[Records for this task]:
○ ○ ○

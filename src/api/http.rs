//! HTTP implementation of [`SoundApi`] over the Freesound v2 endpoints.
//!
//! All calls go through the shared [`RateLimiter`]; a 429 reports its
//! retry-after back to the limiter before retrying. Transient trouble
//! (network, 5xx) retries with exponential backoff; permanent statuses
//! (401, 403, 404) return immediately.

use std::collections::BTreeMap;
use std::time::Duration;

use async_trait::async_trait;
use reqwest::{Client, StatusCode};
use serde::Deserialize;
use serde::de::DeserializeOwned;

use crate::error::EchomapError;
use crate::rate_limit::RateLimiter;
use crate::SampleId;

use super::{
    BatchOutcome, FetchOutcome, SampleRecord, SimilarHit, SimilarOutcome, SoundApi, FULL_FIELDS,
    MAX_BATCH_IDS,
};

const DEFAULT_BASE_URL: &str = "https://freesound.org/apiv2";

/// Exponential backoff schedule for transient failures; one sleep before
/// each retry, so a request is attempted at most `BACKOFF.len() + 1` times.
const BACKOFF: [Duration; 3] = [
    Duration::from_secs(1),
    Duration::from_secs(2),
    Duration::from_secs(4),
];

/// Assumed penalty when a 429 arrives without a Retry-After header.
const DEFAULT_RETRY_AFTER: Duration = Duration::from_secs(60);

const MAX_ERROR_BODY_CHARS: usize = 300;

pub struct FreesoundClient {
    client: Client,
    base_url: String,
    api_key: String,
    limiter: RateLimiter,
}

enum JsonOutcome<T> {
    Ok(T),
    NotFound,
    Transient(String),
}

// ---------------------------------------------------------------------------
// Wire types
// ---------------------------------------------------------------------------

#[derive(Deserialize)]
struct SearchPage {
    #[serde(default)]
    results: Vec<ApiSound>,
}

/// One sound as the upstream returns it. Converted to [`SampleRecord`]
/// immediately after deserialization; the description never survives that
/// conversion.
#[derive(Deserialize)]
struct ApiSound {
    id: SampleId,
    #[serde(default)]
    name: Option<String>,
    #[serde(default)]
    duration: Option<f64>,
    #[serde(default)]
    filesize: Option<u64>,
    #[serde(default)]
    username: Option<String>,
    #[serde(default)]
    pack: Option<String>,
    #[serde(default)]
    tags: Option<Vec<String>>,
    #[serde(default)]
    license: Option<String>,
    #[serde(default)]
    previews: Option<Previews>,
    #[serde(default)]
    num_downloads: Option<u64>,
    #[serde(default)]
    avg_rating: Option<f64>,
    #[serde(default)]
    num_ratings: Option<u64>,
    /// Stripped on conversion; the license URL suffices for attribution.
    #[serde(default)]
    description: Option<String>,
    /// Similarity score, present only in similar-sounds results.
    #[serde(default)]
    score: Option<f64>,
    #[serde(flatten)]
    extra: BTreeMap<String, serde_json::Value>,
}

#[derive(Deserialize)]
struct Previews {
    #[serde(rename = "preview-hq-mp3", default)]
    hq_mp3: Option<String>,
    #[serde(rename = "preview-lq-mp3", default)]
    lq_mp3: Option<String>,
}

impl ApiSound {
    fn into_record(self) -> SampleRecord {
        // Explicitly dropped, not stored.
        drop(self.description);

        SampleRecord {
            id: self.id,
            name: self.name.unwrap_or_default(),
            duration: self.duration.unwrap_or_default(),
            filesize: self.filesize.unwrap_or_default(),
            username: self.username.unwrap_or_default(),
            pack: self.pack.as_deref().map(pack_identifier),
            tags: self.tags.unwrap_or_default(),
            license: self.license.unwrap_or_default(),
            preview_url: self
                .previews
                .and_then(|p| p.hq_mp3.or(p.lq_mp3)),
            num_downloads: self.num_downloads.unwrap_or_default(),
            avg_rating: self.avg_rating.unwrap_or_default(),
            num_ratings: self.num_ratings.unwrap_or_default(),
            collected_at: None,
            last_existence_check_at: None,
            last_metadata_update_at: None,
            priority_score: 0.0,
            extra: self.extra,
        }
    }

    fn similarity_weight(&self) -> f64 {
        self.score.unwrap_or(1.0).clamp(0.0, 1.0)
    }
}

/// Normalize a pack reference to a stable identifier. Upstream returns pack
/// URLs (`.../packs/1234/`); the trailing numeric segment is the identifier.
/// Anything that doesn't look like that is kept verbatim.
fn pack_identifier(raw: &str) -> String {
    raw.trim_end_matches('/')
        .rsplit('/')
        .next()
        .filter(|seg| !seg.is_empty() && seg.chars().all(|c| c.is_ascii_digit()))
        .unwrap_or(raw)
        .to_string()
}

/// Build the `id:(a OR b OR ...)` filter expression for a batch query.
fn id_filter(ids: &[SampleId]) -> String {
    let joined = ids
        .iter()
        .map(|id| id.to_string())
        .collect::<Vec<_>>()
        .join(" OR ");
    format!("id:({joined})")
}

// ---------------------------------------------------------------------------
// Client
// ---------------------------------------------------------------------------

impl FreesoundClient {
    pub fn new(api_key: impl Into<String>, limiter: RateLimiter) -> Self {
        let client = Client::builder()
            .connect_timeout(Duration::from_secs(10))
            .timeout(Duration::from_secs(30))
            .pool_idle_timeout(Duration::from_secs(90))
            .pool_max_idle_per_host(4)
            .build()
            .expect("failed to build HTTP client");

        Self {
            client,
            base_url: DEFAULT_BASE_URL.to_string(),
            api_key: api_key.into(),
            limiter,
        }
    }

    /// Point the client at a different endpoint root (staging, test server).
    pub fn with_base_url(mut self, base_url: impl Into<String>) -> Self {
        self.base_url = base_url.into();
        self
    }

    async fn get_json<T: DeserializeOwned>(
        &self,
        url: &str,
        query: &[(&str, String)],
    ) -> Result<JsonOutcome<T>, EchomapError> {
        let mut last_failure = String::from("no attempt made");

        for attempt in 0..=BACKOFF.len() {
            if attempt > 0 {
                tokio::time::sleep(BACKOFF[attempt - 1]).await;
            }
            self.limiter.acquire().await;

            let response = match self
                .client
                .get(url)
                .query(query)
                .header("Authorization", format!("Token {}", self.api_key))
                .send()
                .await
            {
                Ok(r) => r,
                Err(e) => {
                    last_failure = format!("network error: {e}");
                    tracing::warn!(url, attempt, "request failed: {e}");
                    continue;
                }
            };

            let status = response.status();
            match status {
                StatusCode::NOT_FOUND => return Ok(JsonOutcome::NotFound),
                StatusCode::UNAUTHORIZED | StatusCode::FORBIDDEN => {
                    return Err(EchomapError::AuthFailed(status.to_string()));
                }
                StatusCode::TOO_MANY_REQUESTS => {
                    let retry_after = parse_retry_after(&response);
                    self.limiter.report_retry_after(retry_after).await;
                    last_failure = "rate limited".to_string();
                    continue;
                }
                s if s.is_success() => match response.json::<T>().await {
                    Ok(value) => return Ok(JsonOutcome::Ok(value)),
                    Err(e) => {
                        last_failure = format!("malformed response body: {e}");
                        tracing::warn!(url, attempt, "{last_failure}");
                        continue;
                    }
                },
                s => {
                    let body = response.text().await.unwrap_or_default();
                    let snippet: String = body.chars().take(MAX_ERROR_BODY_CHARS).collect();
                    last_failure = format!("{s}: {snippet}");
                    tracing::warn!(url, attempt, "upstream error: {last_failure}");
                    continue;
                }
            }
        }

        Ok(JsonOutcome::Transient(last_failure))
    }

    fn fields_param(fields: &[&str]) -> String {
        fields.join(",")
    }
}

fn parse_retry_after(response: &reqwest::Response) -> Duration {
    response
        .headers()
        .get(reqwest::header::RETRY_AFTER)
        .and_then(|v| v.to_str().ok())
        .and_then(|v| v.parse::<u64>().ok())
        .map(Duration::from_secs)
        .unwrap_or(DEFAULT_RETRY_AFTER)
}

#[async_trait]
impl SoundApi for FreesoundClient {
    async fn search_most_downloaded(&self) -> Result<SampleId, EchomapError> {
        let url = format!("{}/search/text/", self.base_url);
        let query = [
            ("query", String::new()),
            ("sort", "downloads_desc".to_string()),
            ("page_size", "1".to_string()),
            ("fields", "id".to_string()),
        ];
        match self.get_json::<SearchPage>(&url, &query).await? {
            JsonOutcome::Ok(page) => page
                .results
                .first()
                .map(|s| s.id)
                .ok_or_else(|| EchomapError::Other("empty most-downloaded result".into())),
            JsonOutcome::NotFound => {
                Err(EchomapError::Other("search endpoint returned 404".into()))
            }
            JsonOutcome::Transient(reason) => Err(EchomapError::Other(reason)),
        }
    }

    async fn fetch_sample(&self, id: SampleId) -> Result<FetchOutcome, EchomapError> {
        let url = format!("{}/sounds/{id}/", self.base_url);
        let query = [("fields", Self::fields_param(FULL_FIELDS))];
        Ok(match self.get_json::<ApiSound>(&url, &query).await? {
            JsonOutcome::Ok(sound) => FetchOutcome::Found(Box::new(sound.into_record())),
            JsonOutcome::NotFound => FetchOutcome::NotFound,
            JsonOutcome::Transient(reason) => FetchOutcome::Transient(reason),
        })
    }

    async fn fetch_similar(
        &self,
        id: SampleId,
        page_size: u32,
    ) -> Result<SimilarOutcome, EchomapError> {
        let url = format!("{}/sounds/{id}/similar/", self.base_url);
        let query = [
            ("page_size", page_size.to_string()),
            ("fields", Self::fields_param(FULL_FIELDS)),
        ];
        Ok(match self.get_json::<SearchPage>(&url, &query).await? {
            JsonOutcome::Ok(page) => SimilarOutcome::Found(
                page.results
                    .into_iter()
                    .map(|sound| {
                        let weight = sound.similarity_weight();
                        SimilarHit {
                            record: sound.into_record(),
                            weight,
                        }
                    })
                    .collect(),
            ),
            JsonOutcome::NotFound => SimilarOutcome::NotFound,
            JsonOutcome::Transient(reason) => SimilarOutcome::Transient(reason),
        })
    }

    async fn batch_validate(
        &self,
        ids: &[SampleId],
        fields: &[&str],
    ) -> Result<BatchOutcome, EchomapError> {
        if ids.len() > MAX_BATCH_IDS {
            return Err(EchomapError::Other(format!(
                "batch_validate called with {} ids (max {MAX_BATCH_IDS})",
                ids.len()
            )));
        }
        if ids.is_empty() {
            return Ok(BatchOutcome::Found(Default::default()));
        }

        let url = format!("{}/search/text/", self.base_url);
        let query = [
            ("filter", id_filter(ids)),
            ("fields", Self::fields_param(fields)),
            ("page_size", ids.len().to_string()),
        ];
        Ok(match self.get_json::<SearchPage>(&url, &query).await? {
            JsonOutcome::Ok(page) => BatchOutcome::Found(
                page.results
                    .into_iter()
                    .map(|sound| (sound.id, sound.into_record()))
                    .collect(),
            ),
            // The batch search endpoint itself vanishing is not a deletion
            // signal for any individual sample.
            JsonOutcome::NotFound => BatchOutcome::Transient("search endpoint 404".into()),
            JsonOutcome::Transient(reason) => BatchOutcome::Transient(reason),
        })
    }
}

○ ○ ○

[What is required]: Filter the listing above for the string "RateLimiter" and copy every matching line.

[Final answer]:
//! All calls go through the shared [`RateLimiter`]; a 429 reports its
use crate::rate_limit::RateLimiter;
    limiter: RateLimiter,
    pub fn new(api_key: impl Into<String>, limiter: RateLimiter) -> Self {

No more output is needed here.